When the Carter administration took office following the Church hearings it decided to prosecute two senior FBI officials who - following procedures approved by presidents and attorneys general since FDR - authorized warrantless searches (against targets not connected to a foreign power) in an effort to prevent a major terrorist attack on a U.S. military base. Both were convicted of felonies. In the years that followed, it was extremely difficult to get FBI agents to volunteer for counter-terrorism assignments. (One of us spent 11 years supervising FBI counterterrorism and counterintelligence efforts and observed this reluctance personally.) The risk-avoidance culture and excessive restrictions on gathering intelligence that resulted from the Church hearings and other congressional attacks on the intelligence community were major factors in our failure to prevent the Sept. 11 attacks.
The Foreign Intelligence Surveillance Court of Review noted in 2002 that every court to decide the issue held the president has independent constitutional power to authorize warrantless foreign intelligence surveillance, adding that Congress “could not encroach on the president’s constitutional power” by mere statute. Just last August, this same court reaffirmed the existence of a foreign intelligence exception to the Fourth Amendment’s warrant requirement. Candidly, these legal issues are far more complex than some critics would have us believe, and a new Church Committee-like public inquiry might easily have a similar chilling effect on our ability to recruit good people for future counterterrorism activities.
Were mistakes made during the last administration in the struggle against al Qaeda? Certainly. But rather than risking a partisan witch hunt that could weaken our ability to defend America against future terrorist attacks, we believe President Obama was correct when he declared America should focus on the future. And speaking of mistakes, after leaving the Department of Justice, Griffin Bell remarked to one of us that his biggest regret from his service as Carter administration attorney general was having approved the prosecution of those FBI officials.

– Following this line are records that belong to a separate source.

#[cfg(test)]
mod tests {
    use super::*;
    use crate::notify::Notification;
    use crate::power::SimulatedSource;
    use crate::testing::{memory_db, FakeProbe, MemoryRecordStore, RecordingNotifier};
    use meridian_core::journal::SaleLine;
    use meridian_db::DbConfig;
    use meridian_core::{TerminalStatus, TransactionSnapshot};
    use std::future::Future;

    fn authoritative_config() -> ResilienceConfig {
        let mut config = ResilienceConfig::default();
        config.terminal.role = TerminalRole::Authoritative;
        config.terminal.name = "Back Office".into();
        config.terminal.hardware_fingerprint = Some("fp-back-office".into());
        config.intervals.heartbeat_secs = 1;
        config.intervals.sync_secs = 1;
        config.intervals.power_secs = 1;
        config
    }

    /// Polls `check` until it holds or five seconds pass.
    async fn eventually<F, Fut>(mut check: F) -> bool
    where
        F: FnMut() -> Fut,
        Fut: Future<Output = bool>,
    {
        for _ in 0..100 {
            if check().await {
                return true;
            }
            tokio::time::sleep(Duration::from_millis(50)).await;
        }
        false
    }

    #[test]
    fn test_build_requires_database() {
        let result = ResilienceServiceBuilder::new(authoritative_config()).build();
        assert!(matches!(result, Err(SyncError::InvalidConfig(ref m)) if m == "Database required"));
    }

    #[tokio::test]
    async fn test_build_rejects_invalid_config() {
        let mut config = authoritative_config();
        config.power.critical_threshold = 50;

        let result = ResilienceServiceBuilder::new(config)
            .with_database(memory_db().await)
            .build();
        assert!(matches!(result, Err(SyncError::InvalidConfig(_))));
    }

    #[tokio::test]
    async fn test_start_registers_and_shutdown_marks_offline() {
        let db = memory_db().await;
        let service = ResilienceServiceBuilder::new(authoritative_config())
            .with_database(db.clone())
            .with_probe(Arc::new(FakeProbe::up()))
            .with_power_source(Arc::new(SimulatedSource::on_mains()))
            .with_app_version("1.4.0")
            .build()
            .unwrap();

        let handle = service.start().await.unwrap();
        let id = handle.terminal_id().to_string();

        let terminal = handle.registry().get(&id).await.unwrap().unwrap();
        assert_eq!(terminal.status, TerminalStatus::Online);
        assert_eq!(terminal.app_version.as_deref(), Some("1.4.0"));

        let status = handle.status().await;
        assert_eq!(status.role, TerminalRole::Authoritative);
        assert!(!status.safe_mode);
        assert!(handle.gate().admit_new_transaction().is_ok());

        handle.shutdown().await.unwrap();
        let terminal = TerminalRegistry::new(&db).get(&id).await.unwrap().unwrap();
        assert_eq!(terminal.status, TerminalStatus::Offline);
    }

    #[tokio::test]
    async fn test_start_locks_interrupted_sessions() {
        let db = memory_db().await;
        let mut config = authoritative_config();
        config.terminal.id = Some("TERM-0000AAAA".into());

        let snapshot = TransactionSnapshot::Sale {
            lines: vec![SaleLine {
                product_id: "p-9".into(),
                quantity: 1,
                unit_price_cents: 1299,
            }],
            customer_id: None,
            tendered_cents: 0,
            step: "payment".into(),
        };
        let now = chrono::Utc::now();
        db.transaction_checkpoints()
            .save("TERM-0000AAAA", "s-1", &snapshot, "tender", now, now + chrono::Duration::hours(48))
            .await
            .unwrap();

        let notifier = Arc::new(RecordingNotifier::default());
        let handle = ResilienceServiceBuilder::new(config)
            .with_database(db)
            .with_probe(Arc::new(FakeProbe::up()))
            .with_power_source(Arc::new(SimulatedSource::on_mains()))
            .with_notifier(notifier.clone())
            .build()
            .unwrap()
            .start()
            .await
            .unwrap();

        assert_eq!(handle.terminal_id(), "TERM-0000AAAA");
        assert_eq!(handle.status().await.awaiting_recovery, vec!["s-1"]);
        assert!(notifier
            .events()
            .contains(&Notification::RecoveryPending { count: 1 }));
        assert!(matches!(
            handle.checkpoints().save("s-1", &snapshot, "tender").await,
            Err(SyncError::RecoveryRequired { .. })
        ));

        handle.shutdown().await.unwrap();
    }

    #[tokio::test]
    async fn test_low_battery_drives_safe_mode_through_loops() {
        let db = memory_db().await;
        let source = Arc::new(SimulatedSource::on_mains());
        let handle = ResilienceServiceBuilder::new(authoritative_config())
            .with_database(db)
            .with_probe(Arc::new(FakeProbe::up()))
            .with_power_source(source.clone())
            .build()
            .unwrap()
            .start()
            .await
            .unwrap();
        let h = &handle;
        let id = handle.terminal_id();

        source.set_battery(5.0, false);
        assert!(eventually(move || async move { h.gate().is_safe_mode_active() }).await);
        assert!(handle.gate().admit_new_transaction().is_err());

        assert!(
            eventually(move || async move {
                let terminal = h.registry().get(id).await.unwrap().unwrap();
                terminal.status == TerminalStatus::Degraded
            })
            .await
        );

        source.set_battery(100.0, true);
        assert!(eventually(move || async move { !h.gate().is_safe_mode_active() }).await);
        assert_eq!(handle.status().await.power_health, PowerHealth::Healthy);

        handle.shutdown().await.unwrap();
    }

    fn data_path_config(dir: &std::path::Path) -> ResilienceConfig {
        let mut config = ResilienceConfig::default();
        config.terminal.name = "Lane 3".into();
        config.terminal.hardware_fingerprint = Some("fp-lane-3".into());
        config.authoritative.data_path = Some(dir.to_path_buf());
        config
    }

    #[tokio::test]
    async fn test_satellite_on_data_path_registers_in_authoritative_database() {
        let dir = tempfile::tempdir().unwrap();
        let config = data_path_config(dir.path());
        let shared_path = config.authoritative_database_path().unwrap();
        let shared = Database::new(DbConfig::new(&shared_path)).await.unwrap();
        let local = memory_db().await;

        let handle = ResilienceServiceBuilder::new(config)
            .with_database(local.clone())
            .with_probe(Arc::new(FakeProbe::up()))
            .with_power_source(Arc::new(SimulatedSource::on_mains()))
            .build()
            .unwrap()
            .start()
            .await
            .unwrap();
        let id = handle.terminal_id().to_string();

        let listed = TerminalRegistry::new(&shared).list().await.unwrap();
        assert!(listed.iter().any(|t| t.terminal_id == id));
        assert!(TerminalRegistry::new(&local).get(&id).await.unwrap().is_none());

        handle.shutdown().await.unwrap();
        let terminal = TerminalRegistry::new(&shared).get(&id).await.unwrap().unwrap();
        assert_eq!(terminal.status, TerminalStatus::Offline);
        shared.close().await;
    }

    #[tokio::test]
    async fn test_satellite_registers_locally_while_share_is_missing() {
        let dir = tempfile::tempdir().unwrap();
        let local = memory_db().await;

        let handle = ResilienceServiceBuilder::new(data_path_config(&dir.path().join("unmounted")))
            .with_database(local.clone())
            .with_probe(Arc::new(FakeProbe::up()))
            .with_power_source(Arc::new(SimulatedSource::on_mains()))
            .build()
            .unwrap()
            .start()
            .await
            .unwrap();

        let id = handle.terminal_id().to_string();
        assert!(TerminalRegistry::new(&local).get(&id).await.unwrap().is_some());

        handle.shutdown().await.unwrap();
    }

    #[tokio::test]
    async fn test_sync_now_on_satellite_pushes_journal() {
        let db = memory_db().await;
        let mut config = ResilienceConfig::default();
        config.terminal.hardware_fingerprint = Some("fp-lane-2".into());
        config.authoritative.address = Some("192.168.1.10:5000".into());

        let store = Arc::new(MemoryRecordStore::new());
        let handle = ResilienceServiceBuilder::new(config)
            .with_database(db)
            .with_record_store(store.clone())
            .with_probe(Arc::new(FakeProbe::up()))
            .with_power_source(Arc::new(SimulatedSource::on_mains()))
            .build()
            .unwrap()
            .start()
            .await
            .unwrap();

        let id = handle.terminal_id().to_string();
        handle
            .journal()
            .enqueue(crate::testing::customer_entry(&id, "c-1", "Ada", 1_700_000_000))
            .await
            .unwrap();

        // The periodic loop may win the race; either way the entry lands
        let (h, s) = (&handle, &store);
        assert!(
            eventually(move || async move {
                h.sync_now().await;
                s.record("customers", "c-1").is_some()
            })
            .await
        );
        assert_eq!(handle.journal().count_pending().await.unwrap(), 0);

        handle.shutdown().await.unwrap();
    }
}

P.X. Kelley is a retired general and served as the 28th commandant of the Marine Corps and a member of the Joint Chiefs of Staff 1983-87. Oliver “Buck” Revell is a former FBI associate deputy director for investigations. During 30 years of service, he supervised FBI counterintelligence and counterterrorism investigations. Robert F. Turner is a professor and worked as a Senate staff member during the Church hearings and later as acting assistant secretary of state for legislative affairs.